From the first line to the last, reproduce the records exactly as they appear below.

*** Material shown ***

//! Display names: templating, truncation and uniqueness.

use std::collections::HashMap;

use indexmap::IndexMap;

use crate::error::GenerateError;

/// Name no participant may take.
pub const RESERVED_NAME: &str = "Archipelago";

/// Maximum display name length in characters.
pub const MAX_NAME_CHARS: usize = 16;

/// How often each case-folded raw name has been handed out in this run.
#[derive(Debug, Default, Clone)]
pub struct NameCounter {
    counts: HashMap<String, usize>,
}

impl NameCounter {
    pub fn new() -> Self {
        Self::default()
    }

    /// Count one more use of `name`, returning the new count.
    pub fn increment(&mut self, name: &str) -> usize {
        let count = self.counts.entry(name.to_lowercase()).or_insert(0);
        *count += 1;
        *count
    }

    pub fn get(&self, name: &str) -> usize {
        self.counts.get(&name.to_lowercase()).copied().unwrap_or(0)
    }
}

/// Turn a raw name template into the final display name of `player`.
///
/// `%%` is a literal percent sign. `%number%` is how often this raw name has
/// been used so far (including this use), `%player%` the slot number;
/// the upper-case forms are empty for the first use / first slot. Unknown
/// `{placeholders}` are kept verbatim.
pub fn handle_name(
    name: &str,
    player: usize,
    counter: &mut NameCounter,
) -> Result<String, GenerateError> {
    let number = counter.increment(name);

    let template = name
        .split("%%")
        .map(|segment| {
            segment
                .replace("%number%", "{number}")
                .replace("%player%", "{player}")
                .replace("%NUMBER%", "{NUMBER}")
                .replace("%PLAYER%", "{PLAYER}")
        })
        .collect::<Vec<_>>()
        .join("%");

    let fields = [
        ("number", number.to_string()),
        ("NUMBER", if number > 1 { number.to_string() } else { String::new() }),
        ("player", player.to_string()),
        ("PLAYER", if player > 1 { player.to_string() } else { String::new() }),
    ];
    let formatted = safe_format(&template, &fields);

    let truncated: String = formatted.trim().chars().take(MAX_NAME_CHARS).collect();
    let final_name = truncated.trim().to_string();

    if final_name == RESERVED_NAME {
        return Err(GenerateError::ReservedName(final_name));
    }
    Ok(final_name)
}

/// Brace formatting that never fails: `{{`/`}}` escape, known fields are
/// substituted, everything else is copied through.
fn safe_format(template: &str, fields: &[(&str, String)]) -> String {
    let mut out = String::with_capacity(template.len());
    let mut rest = template;

    while let Some(pos) = rest.find(['{', '}']) {
        out.push_str(&rest[..pos]);
        let tail = &rest[pos..];
        if tail.starts_with("{{") || tail.starts_with("}}") {
            out.push_str(&tail[..1]);
            rest = &tail[2..];
            continue;
        }
        if tail.starts_with('}') {
            out.push('}');
            rest = &tail[1..];
            continue;
        }
        match tail.find('}') {
            Some(end) => {
                let field = &tail[1..end];
                match fields.iter().find(|(key, _)| *key == field) {
                    Some((_, value)) => out.push_str(value),
                    None => out.push_str(&tail[..=end]),
                }
                rest = &tail[end + 1..];
            }
            None => {
                out.push_str(tail);
                rest = "";
            }
        }
    }
    out.push_str(rest);
    out
}

/// Fail when two display names collide ignoring case.
pub fn ensure_unique_names<'a>(names: impl IntoIterator<Item = &'a str>) -> Result<(), GenerateError> {
    let mut counts: IndexMap<String, usize> = IndexMap::new();
    for name in names {
        *counts.entry(name.to_lowercase()).or_insert(0) += 1;
    }
    if counts.values().all(|&count| count == 1) {
        return Ok(());
    }
    counts.sort_by(|_, a, _, b| b.cmp(a));
    let rendered: Vec<String> = counts
        .iter()
        .map(|(name, count)| format!("{}: {}", name, count))
        .collect();
    Err(GenerateError::NameCollision {
        counts: rendered.join(", "),
    })
}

*** End of Material shown ***

Solution for this exercise:
//! Display names: templating, truncation and uniqueness.

use std::collections::HashMap;

use indexmap::IndexMap;

use crate::error::GenerateError;

/// Name no participant may take.
pub const RESERVED_NAME: &str = "Archipelago";

/// Maximum display name length in characters.
pub const MAX_NAME_CHARS: usize = 16;

/// How often each case-folded raw name has been handed out in this run.
#[derive(Debug, Default, Clone)]
pub struct NameCounter {
    counts: HashMap<String, usize>,
}

impl NameCounter {
    pub fn new() -> Self {
        Self::default()
    }

    /// Count one more use of `name`, returning the new count.
    pub fn increment(&mut self, name: &str) -> usize {
        let count = self.counts.entry(name.to_lowercase()).or_insert(0);
        *count += 1;
        *count
    }

    pub fn get(&self, name: &str) -> usize {
        self.counts.get(&name.to_lowercase()).copied().unwrap_or(0)
    }
}

/// Turn a raw name template into the final display name of `player`.
///
/// `%%` is a literal percent sign. `%number%` is how often this raw name has
/// been used so far (including this use), `%player%` the slot number;
/// the upper-case forms are empty for the first use / first slot. Unknown
/// `{placeholders}` are kept verbatim.
pub fn handle_name(
    name: &str,
    player: usize,
    counter: &mut NameCounter,
) -> Result<String, GenerateError> {
    let number = counter.increment(name);

    let template = name
        .split("%%")
        .map(|segment| {
            segment
                .replace("%number%", "{number}")
                .replace("%player%", "{player}")
                .replace("%NUMBER%", "{NUMBER}")
                .replace("%PLAYER%", "{PLAYER}")
        })
        .collect::<Vec<_>>()
        .join("%");

    let fields = [
        ("number", number.to_string()),
        ("NUMBER", if number > 1 { number.to_string() } else { String::new() }),
        ("player", player.to_string()),
        ("PLAYER", if player > 1 { player.to_string() } else { String::new() }),
    ];
    let formatted = safe_format(&template, &fields);

    let truncated: String = formatted.trim().chars().take(MAX_NAME_CHARS).collect();
    let final_name = truncated.trim().to_string();

    if final_name == RESERVED_NAME {
        return Err(GenerateError::ReservedName(final_name));
    }
    Ok(final_name)
}

/// Brace formatting that never fails: `{{`/`}}` escape, known fields are
/// substituted, everything else is copied through.
fn safe_format(template: &str, fields: &[(&str, String)]) -> String {
    let mut out = String::with_capacity(template.len());
    let mut rest = template;

    while let Some(pos) = rest.find(['{', '}']) {
        out.push_str(&rest[..pos]);
        let tail = &rest[pos..];
        if tail.starts_with("{{") || tail.starts_with("}}") {
            out.push_str(&tail[..1]);
            rest = &tail[2..];
            continue;
        }
        if tail.starts_with('}') {
            out.push('}');
            rest = &tail[1..];
            continue;
        }
        match tail.find('}') {
            Some(end) => {
                let field = &tail[1..end];
                match fields.iter().find(|(key, _)| *key == field) {
                    Some((_, value)) => out.push_str(value),
                    None => out.push_str(&tail[..=end]),
                }
                rest = &tail[end + 1..];
            }
            None => {
                out.push_str(tail);
                rest = "";
            }
        }
    }
    out.push_str(rest);
    out
}

/// Fail when two display names collide ignoring case.
pub fn ensure_unique_names<'a>(names: impl IntoIterator<Item = &'a str>) -> Result<(), GenerateError> {
    let mut counts: IndexMap<String, usize> = IndexMap::new();
    for name in names {
        *counts.entry(name.to_lowercase()).or_insert(0) += 1;
    }
    if counts.values().all(|&count| count == 1) {
        return Ok(());
    }
    counts.sort_by(|_, a, _, b| b.cmp(a));
    let rendered: Vec<String> = counts
        .iter()
        .map(|(name, count)| format!("{}: {}", name, count))
        .collect();
    Err(GenerateError::NameCollision {
        counts: rendered.join(", "),
    })
}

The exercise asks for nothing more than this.